* _YOUR OBJECTIVE_:
What you return must be every line from the beginning of the data through the line holding "use std::path::Path;", unchanged.

[[ DATA LISTING open ]]

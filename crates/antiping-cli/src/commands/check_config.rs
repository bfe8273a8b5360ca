// Configuration validation

use anyhow::Context;
use antiping_moderation::Config;
use serde_json::json;
use std::path::Path;

/// Load and validate the configuration, then print the effective settings
///
/// Credentials are never printed.
pub fn run(config_path: &Path) -> anyhow::Result<()> {
    let config = Config::load(config_path)
        .with_context(|| format!("configuration {} rejected", config_path.display()))?;
    println!("{}", serde_json::to_string_pretty(&summary(&config))?);
    Ok(())
}

fn summary(config: &Config) -> serde_json::Value {
    let offences = &config.offences;
    json!({
        "server_name": config.server_name,
        "user_id": config.bot_user_id(),
        "homeserver": config.user.homeserver,
        "log_room": config.log.room,
        "mjolnir": {
            "room": config.mjolnir.room,
            "banlist": config.mjolnir.banlist,
            "prefix": config.mjolnir.prefix,
        },
        "rooms": {
            "include": config.rooms.include,
            "exclude": config.rooms.exclude,
        },
        "members_exclude": config.members.exclude,
        "limits": {
            "spam": offences.limits.spam,
            "ban": offences.limits.ban,
        },
        "history_size": offences.history_size,
        "gc_interval_secs": offences.gc_interval().as_secs(),
        "retry_delay_ms": config.dispatcher.retry_delay_ms,
    })
}

#[cfg(test)]
mod tests {
    use super::*;
    use std::io::Write;

    #[test]
    fn test_summary_omits_password() {
        let mut file = tempfile::NamedTempFile::new().unwrap();
        write!(
            file,
            r#"
            server_name = "example.org"
            [mjolnir]
            room = "!mod:example.org"
            banlist = "spam"
            [log]
            room = "!log:example.org"
            [user]
            user = "antiping"
            password = "secret-password"
            "#
        )
        .unwrap();

        let config = Config::load(file.path()).unwrap();
        let rendered = summary(&config).to_string();
        assert!(!rendered.contains("secret-password"));
        assert!(rendered.contains("@antiping:example.org"));
        assert!(run(file.path()).is_ok());
    }

    #[test]
    fn test_invalid_config_reports_path() {
        let mut file = tempfile::NamedTempFile::new().unwrap();
        write!(file, "server_name = 5").unwrap();
        let err = run(file.path()).unwrap_err();
        assert!(format!("{err:#}").contains(&file.path().display().to_string()));
    }
}
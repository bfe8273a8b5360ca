//! Background task registry.
//!
//! Tracks spawned tasks and supports cooperative shutdown.
//!
//! ## Lock Usage
//!
//! `JoinHandle` storage sits behind a `parking_lot::Mutex`. Pushes are O(1),
//! the drain on shutdown is O(n), and the lock is never held across `.await`.

use parking_lot::Mutex;
use std::future::Future;
use std::time::Duration;
use tokio::sync::watch;
use tokio::task::JoinHandle;
use tokio::time::{self, Instant, MissedTickBehavior};

/// Owns the engine's periodic work.
#[derive(Debug)]
pub struct BackgroundTasks {
    shutdown_tx: watch::Sender<bool>,
    handles: Mutex<Vec<JoinHandle<()>>>,
}

impl BackgroundTasks {
    /// Create an empty registry.
    pub fn new() -> Self {
        let (shutdown_tx, _shutdown_rx) = watch::channel(false);
        Self {
            shutdown_tx,
            handles: Mutex::new(Vec::new()),
        }
    }

    /// Run `f` every `period`, first after one full period has elapsed.
    pub fn spawn_interval<F, Fut>(&self, period: Duration, mut f: F)
    where
        F: FnMut() -> Fut + Send + 'static,
        Fut: Future<Output = ()> + Send + 'static,
    {
        let mut shutdown_rx = self.shutdown_tx.subscribe();
        let handle = tokio::spawn(async move {
            let mut ticker = time::interval_at(Instant::now() + period, period);
            ticker.set_missed_tick_behavior(MissedTickBehavior::Delay);
            loop {
                tokio::select! {
                    _ = shutdown_rx.changed() => break,
                    _ = ticker.tick() => f().await,
                }
            }
        });
        self.handles.lock().push(handle);
    }

    /// Signal every task to stop and abort any still running.
    pub fn shutdown(&self) {
        self.shutdown_tx.send_replace(true);
        for handle in self.handles.lock().drain(..) {
            handle.abort();
        }
    }
}

impl Default for BackgroundTasks {
    fn default() -> Self {
        Self::new()
    }
}

impl Drop for BackgroundTasks {
    fn drop(&mut self) {
        self.shutdown();
    }
}
// Action sink that reports actions through tracing instead of a homeserver

use antiping_moderation::{ActionSink, ModerationAction, SinkError};
use async_trait::async_trait;
use tracing::info;

/// Logs every action it is asked to perform.
#[derive(Debug, Clone)]
pub struct TracingSink {
    user_id: String,
}

impl TracingSink {
    pub fn new(user_id: impl Into<String>) -> Self {
        Self {
            user_id: user_id.into(),
        }
    }
}

#[async_trait]
impl ActionSink for TracingSink {
    async fn prepare(&self) -> Result<(), SinkError> {
        info!(user_id = %self.user_id, "dry-run sink ready");
        Ok(())
    }

    async fn perform(&self, action: &ModerationAction) -> Result<(), SinkError> {
        let message = &action.message;
        info!(
            kind = %action.kind,
            target = %action.target,
            room = %message.room,
            join = message.join,
            content = %message.content(),
            "would send message"
        );
        Ok(())
    }
}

[[ DATA LISTING closed ]]

* _EXERCISE SOLUTION_:
filename crates/antiping-cli/src/commands/check_config.rs
repository bfe8273a8b5360ca
// Configuration validation

use anyhow::Context;
use antiping_moderation::Config;
use serde_json::json;
use std::path::Path;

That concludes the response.